Security researchers reported that AppsFlyer’s Web SDK briefly served unauthorized JavaScript from an official SDK domain. The injected code reportedly monitored pages for cryptocurrency wallet inputs and replaced legitimate wallet addresses with attacker-controlled addresses.

AppsFlyer confirmed a domain registrar-related incident and said it contained the issue. The vendor also stated that its mobile SDK was not impacted.

Why this matters

This is a high-signal supply-chain style event because it affects downstream sites that trusted a widely deployed third-party SDK.

When analytics or marketing SDK dependencies are compromised, organizations can inherit malicious code without changing their own application codebase.

Potential impacts include:

  • direct fund theft through wallet-address substitution,
  • user trust damage for affected sites and apps,
  • incident response overhead across many downstream teams.

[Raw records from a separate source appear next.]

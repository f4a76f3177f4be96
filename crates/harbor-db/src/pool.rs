//! # Database Pool Management
//!
//! Connection pool creation and configuration for SQLite.
//!
//! ```text
//! ┌─────────────────────────────────────────────────────────────────────────┐
//! │  backoffice startup                                                     │
//! │       │                                                                 │
//! │       ▼                                                                 │
//! │  DbConfig::new(config.database.path)                                   │
//! │       │                                                                 │
//! │       ▼                                                                 │
//! │  Database::new(config).await ← pool + migrations                       │
//! │       │                                                                 │
//! │       ├──► db.sale_returns()   (settlement: load)                      │
//! │       ├──► db.journal()        (settlement: post)                      │
//! │       ├──► db.balances()       (settlement: credit)                    │
//! │       └──► db.stores()         (store guard: memberships)              │
//! └─────────────────────────────────────────────────────────────────────────┘
//! ```
//!
//! WAL mode is enabled so the worker can write while the guard reads.

use sqlx::sqlite::{SqliteConnectOptions, SqliteJournalMode, SqlitePoolOptions, SqliteSynchronous};
use sqlx::SqlitePool;
use std::path::PathBuf;
use std::str::FromStr;
use std::time::Duration;
use tracing::{debug, info};

use crate::error::{DbError, DbResult};
use crate::migrations;
use crate::repository::balance::CustomerBalanceRepository;
use crate::repository::journal::JournalRepository;
use crate::repository::sale_return::SaleReturnRepository;
use crate::repository::store::StoreRepository;

// =============================================================================
// Configuration
// =============================================================================

/// Database configuration.
///
/// ```rust,ignore
/// let config = DbConfig::new("/var/lib/harbor/harbor.db").max_connections(8);
/// ```
#[derive(Debug, Clone)]
pub struct DbConfig {
    /// Path to the SQLite database file.
    pub database_path: PathBuf,

    /// Default: 5
    pub max_connections: u32,

    /// Default: 1
    pub min_connections: u32,

    /// Default: 30 seconds
    pub connect_timeout: Duration,

    /// Default: 10 minutes
    pub idle_timeout: Duration,

    /// Whether to run migrations on connect. Default: true
    pub run_migrations: bool,
}

impl DbConfig {
    /// Creates a configuration for the given file. The file is created if missing.
    pub fn new(path: impl Into<PathBuf>) -> Self {
        DbConfig {
            database_path: path.into(),
            max_connections: 5,
            min_connections: 1,
            connect_timeout: Duration::from_secs(30),
            idle_timeout: Duration::from_secs(600),
            run_migrations: true,
        }
    }

    pub fn max_connections(mut self, max: u32) -> Self {
        self.max_connections = max;
        self
    }

    pub fn min_connections(mut self, min: u32) -> Self {
        self.min_connections = min;
        self
    }

    pub fn connect_timeout(mut self, timeout: Duration) -> Self {
        self.connect_timeout = timeout;
        self
    }

    pub fn run_migrations(mut self, run: bool) -> Self {
        self.run_migrations = run;
        self
    }

    /// In-memory database for tests. Single connection, since each
    /// connection to `:memory:` would otherwise see its own empty database.
    pub fn in_memory() -> Self {
        DbConfig {
            database_path: PathBuf::from(":memory:"),
            max_connections: 1,
            min_connections: 1,
            connect_timeout: Duration::from_secs(5),
            idle_timeout: Duration::from_secs(60),
            run_migrations: true,
        }
    }
}

// =============================================================================
// Database
// =============================================================================

/// Database handle. Cheap to clone; repositories share the pool.
#[derive(Debug, Clone)]
pub struct Database {
    pool: SqlitePool,
}

impl Database {
    /// Opens the pool and, if configured, applies pending migrations.
    ///
    /// Connections use WAL, NORMAL synchronous, and enforce foreign keys
    /// (SQLite leaves them off by default).
    pub async fn new(config: DbConfig) -> DbResult<Self> {
        info!(
            path = %config.database_path.display(),
            "Initializing database connection"
        );

        let connect_url = format!("sqlite://{}?mode=rwc", config.database_path.display());

        let connect_options = SqliteConnectOptions::from_str(&connect_url)
            .map_err(|e| DbError::ConnectionFailed(e.to_string()))?
            .journal_mode(SqliteJournalMode::Wal)
            .synchronous(SqliteSynchronous::Normal)
            .foreign_keys(true)
            .create_if_missing(true);

        debug!("Connection options configured");

        let pool = SqlitePoolOptions::new()
            .max_connections(config.max_connections)
            .min_connections(config.min_connections)
            .acquire_timeout(config.connect_timeout)
            .idle_timeout(Some(config.idle_timeout))
            .connect_with(connect_options)
            .await
            .map_err(|e| DbError::ConnectionFailed(e.to_string()))?;

        info!(max_connections = config.max_connections, "Database pool created");

        let db = Database { pool };

        if config.run_migrations {
            db.run_migrations().await?;
        }

        Ok(db)
    }

    /// Applies pending migrations. Idempotent.
    pub async fn run_migrations(&self) -> DbResult<()> {
        info!("Running database migrations");
        migrations::run_migrations(&self.pool).await?;
        info!("Migrations complete");
        Ok(())
    }

    /// Raw pool access for queries no repository covers (seeding, tests).
    pub fn pool(&self) -> &SqlitePool {
        &self.pool
    }

    pub fn sale_returns(&self) -> SaleReturnRepository {
        SaleReturnRepository::new(self.pool.clone())
    }

    pub fn journal(&self) -> JournalRepository {
        JournalRepository::new(self.pool.clone())
    }

    pub fn balances(&self) -> CustomerBalanceRepository {
        CustomerBalanceRepository::new(self.pool.clone())
    }

    pub fn stores(&self) -> StoreRepository {
        StoreRepository::new(self.pool.clone())
    }

    /// Closes the pool. Repository calls fail afterwards.
    pub async fn close(&self) {
        info!("Closing database connection pool");
        self.pool.close().await;
    }

    pub async fn health_check(&self) -> bool {
        sqlx::query("SELECT 1").execute(&self.pool).await.is_ok()
    }
}

// =============================================================================
// Unit Tests
// =============================================================================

What defenders should do now

  1. Review web telemetry from the reported exposure window for suspicious calls related to websdk.appsflyer.com.
  2. Re-validate loaded third-party script hashes and enforce Subresource Integrity (SRI) where feasible.
  3. Investigate potential wallet-address manipulation events in transaction logs.
  4. Reconfirm incident communication paths with major third-party SDK vendors.
  5. Expand software supply-chain monitoring to include client-side JavaScript dependencies.

Bottom line

The AppsFlyer incident is a reminder that third-party SDK trust is part of your attack surface. Teams should treat browser-loaded dependencies with the same rigor as backend packages and continuously monitor for tampering signals.